Where "count" occurs in a line of the entries below, copy that line.

(Dataset excerpts)
BEGIN
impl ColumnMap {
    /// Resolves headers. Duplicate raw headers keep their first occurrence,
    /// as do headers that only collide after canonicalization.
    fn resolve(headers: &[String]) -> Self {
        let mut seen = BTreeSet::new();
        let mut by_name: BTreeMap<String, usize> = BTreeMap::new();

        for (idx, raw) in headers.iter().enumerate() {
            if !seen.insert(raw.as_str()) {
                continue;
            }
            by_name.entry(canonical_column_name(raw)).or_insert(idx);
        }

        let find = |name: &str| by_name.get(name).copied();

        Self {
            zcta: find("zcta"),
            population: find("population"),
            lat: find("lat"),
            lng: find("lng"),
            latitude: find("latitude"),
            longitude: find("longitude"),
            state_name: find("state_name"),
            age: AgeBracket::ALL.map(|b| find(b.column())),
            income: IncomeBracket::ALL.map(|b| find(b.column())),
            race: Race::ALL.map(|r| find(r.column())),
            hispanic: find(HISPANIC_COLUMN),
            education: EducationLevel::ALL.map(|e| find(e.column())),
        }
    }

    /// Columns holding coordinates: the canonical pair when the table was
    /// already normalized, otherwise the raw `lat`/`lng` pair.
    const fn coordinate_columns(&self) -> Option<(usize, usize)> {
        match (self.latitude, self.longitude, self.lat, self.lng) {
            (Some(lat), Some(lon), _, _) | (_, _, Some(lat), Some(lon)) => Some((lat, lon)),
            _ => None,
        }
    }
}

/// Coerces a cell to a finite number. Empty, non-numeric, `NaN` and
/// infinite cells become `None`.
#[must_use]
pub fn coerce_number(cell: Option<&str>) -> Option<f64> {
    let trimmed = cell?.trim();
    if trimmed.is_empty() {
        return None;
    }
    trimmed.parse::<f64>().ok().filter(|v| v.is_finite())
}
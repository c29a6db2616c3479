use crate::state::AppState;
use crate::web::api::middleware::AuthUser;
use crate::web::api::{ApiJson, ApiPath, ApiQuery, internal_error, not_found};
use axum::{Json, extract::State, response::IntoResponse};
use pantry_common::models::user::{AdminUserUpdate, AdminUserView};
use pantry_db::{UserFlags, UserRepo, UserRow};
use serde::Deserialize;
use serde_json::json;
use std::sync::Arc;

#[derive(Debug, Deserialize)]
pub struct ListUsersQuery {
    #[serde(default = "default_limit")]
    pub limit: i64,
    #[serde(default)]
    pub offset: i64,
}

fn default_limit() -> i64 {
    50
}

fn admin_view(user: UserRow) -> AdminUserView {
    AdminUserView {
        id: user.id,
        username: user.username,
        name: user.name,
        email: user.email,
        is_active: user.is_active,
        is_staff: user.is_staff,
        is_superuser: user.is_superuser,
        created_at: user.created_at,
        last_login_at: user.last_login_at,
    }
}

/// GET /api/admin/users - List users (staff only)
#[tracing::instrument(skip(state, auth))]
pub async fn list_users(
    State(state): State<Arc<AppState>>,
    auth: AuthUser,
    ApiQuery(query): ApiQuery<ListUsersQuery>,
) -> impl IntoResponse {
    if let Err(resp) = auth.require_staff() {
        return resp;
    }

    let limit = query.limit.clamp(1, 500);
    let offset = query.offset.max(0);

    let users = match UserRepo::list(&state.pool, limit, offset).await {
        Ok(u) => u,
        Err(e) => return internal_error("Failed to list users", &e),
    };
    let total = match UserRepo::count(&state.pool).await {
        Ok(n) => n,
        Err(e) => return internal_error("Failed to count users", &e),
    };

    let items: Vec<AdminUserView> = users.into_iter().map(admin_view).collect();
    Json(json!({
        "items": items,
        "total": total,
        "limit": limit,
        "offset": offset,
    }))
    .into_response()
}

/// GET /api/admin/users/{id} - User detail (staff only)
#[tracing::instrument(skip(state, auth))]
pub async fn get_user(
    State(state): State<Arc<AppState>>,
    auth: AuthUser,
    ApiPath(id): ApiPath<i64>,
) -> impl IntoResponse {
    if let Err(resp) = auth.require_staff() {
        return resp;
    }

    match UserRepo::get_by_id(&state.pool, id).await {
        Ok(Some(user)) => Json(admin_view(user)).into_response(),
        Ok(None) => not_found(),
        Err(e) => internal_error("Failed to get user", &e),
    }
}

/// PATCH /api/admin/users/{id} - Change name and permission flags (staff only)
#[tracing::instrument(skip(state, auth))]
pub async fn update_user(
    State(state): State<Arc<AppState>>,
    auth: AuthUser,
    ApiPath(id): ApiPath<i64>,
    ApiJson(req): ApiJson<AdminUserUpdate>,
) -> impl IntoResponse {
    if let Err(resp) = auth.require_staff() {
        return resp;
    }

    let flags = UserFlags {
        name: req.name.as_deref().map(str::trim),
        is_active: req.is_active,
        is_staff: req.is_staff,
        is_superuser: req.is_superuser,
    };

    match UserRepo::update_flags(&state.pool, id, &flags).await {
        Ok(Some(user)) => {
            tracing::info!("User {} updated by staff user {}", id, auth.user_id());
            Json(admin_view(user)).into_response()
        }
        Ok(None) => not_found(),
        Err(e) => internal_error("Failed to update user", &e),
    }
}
END
BEGIN
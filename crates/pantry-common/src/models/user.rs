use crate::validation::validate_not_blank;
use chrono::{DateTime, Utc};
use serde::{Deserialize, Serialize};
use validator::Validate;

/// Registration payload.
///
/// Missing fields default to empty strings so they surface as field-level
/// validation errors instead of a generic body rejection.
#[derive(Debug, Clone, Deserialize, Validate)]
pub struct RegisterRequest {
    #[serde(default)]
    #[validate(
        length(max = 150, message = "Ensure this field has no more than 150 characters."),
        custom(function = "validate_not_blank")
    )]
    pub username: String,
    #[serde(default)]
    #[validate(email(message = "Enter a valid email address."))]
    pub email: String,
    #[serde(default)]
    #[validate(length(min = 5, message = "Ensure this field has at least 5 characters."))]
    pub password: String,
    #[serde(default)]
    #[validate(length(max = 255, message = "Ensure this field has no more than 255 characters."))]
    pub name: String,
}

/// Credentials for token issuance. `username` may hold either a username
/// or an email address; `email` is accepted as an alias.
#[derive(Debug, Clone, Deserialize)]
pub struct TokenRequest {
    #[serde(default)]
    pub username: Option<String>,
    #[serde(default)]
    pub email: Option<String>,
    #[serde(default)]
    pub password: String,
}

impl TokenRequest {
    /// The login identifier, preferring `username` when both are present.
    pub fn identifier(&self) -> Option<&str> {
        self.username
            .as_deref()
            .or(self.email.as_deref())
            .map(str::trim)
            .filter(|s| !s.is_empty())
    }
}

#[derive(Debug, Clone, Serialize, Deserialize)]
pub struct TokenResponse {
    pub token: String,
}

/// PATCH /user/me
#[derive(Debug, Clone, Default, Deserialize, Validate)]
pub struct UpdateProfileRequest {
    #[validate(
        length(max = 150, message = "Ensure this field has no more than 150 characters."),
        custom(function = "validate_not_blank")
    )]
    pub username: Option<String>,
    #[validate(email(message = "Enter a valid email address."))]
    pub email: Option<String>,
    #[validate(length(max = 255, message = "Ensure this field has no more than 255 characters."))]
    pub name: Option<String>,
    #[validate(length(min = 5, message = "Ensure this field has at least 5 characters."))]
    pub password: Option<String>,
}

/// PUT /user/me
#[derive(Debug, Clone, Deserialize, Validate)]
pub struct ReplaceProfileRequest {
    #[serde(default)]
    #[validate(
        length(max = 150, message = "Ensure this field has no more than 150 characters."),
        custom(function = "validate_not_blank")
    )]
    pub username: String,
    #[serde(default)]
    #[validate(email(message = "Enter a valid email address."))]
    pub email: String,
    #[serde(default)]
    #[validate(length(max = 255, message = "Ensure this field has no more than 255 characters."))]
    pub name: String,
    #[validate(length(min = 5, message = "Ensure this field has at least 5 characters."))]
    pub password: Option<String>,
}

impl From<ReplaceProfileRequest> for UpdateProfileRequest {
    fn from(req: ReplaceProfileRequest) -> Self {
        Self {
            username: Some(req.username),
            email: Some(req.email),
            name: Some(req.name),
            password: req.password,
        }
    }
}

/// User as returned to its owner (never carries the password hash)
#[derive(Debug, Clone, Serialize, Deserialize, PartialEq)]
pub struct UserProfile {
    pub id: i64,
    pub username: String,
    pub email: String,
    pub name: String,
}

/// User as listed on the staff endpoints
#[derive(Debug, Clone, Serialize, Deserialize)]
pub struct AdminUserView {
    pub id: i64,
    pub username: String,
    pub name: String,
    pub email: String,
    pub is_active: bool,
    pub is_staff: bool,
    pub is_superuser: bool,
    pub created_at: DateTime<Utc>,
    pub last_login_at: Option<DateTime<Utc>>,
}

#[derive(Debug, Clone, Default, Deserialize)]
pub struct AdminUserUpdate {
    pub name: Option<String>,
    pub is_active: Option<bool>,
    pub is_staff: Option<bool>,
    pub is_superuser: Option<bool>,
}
END
== SOLUTION ==
    let total = match UserRepo::count(&state.pool).await {
        Err(e) => return internal_error("Failed to count users", &e),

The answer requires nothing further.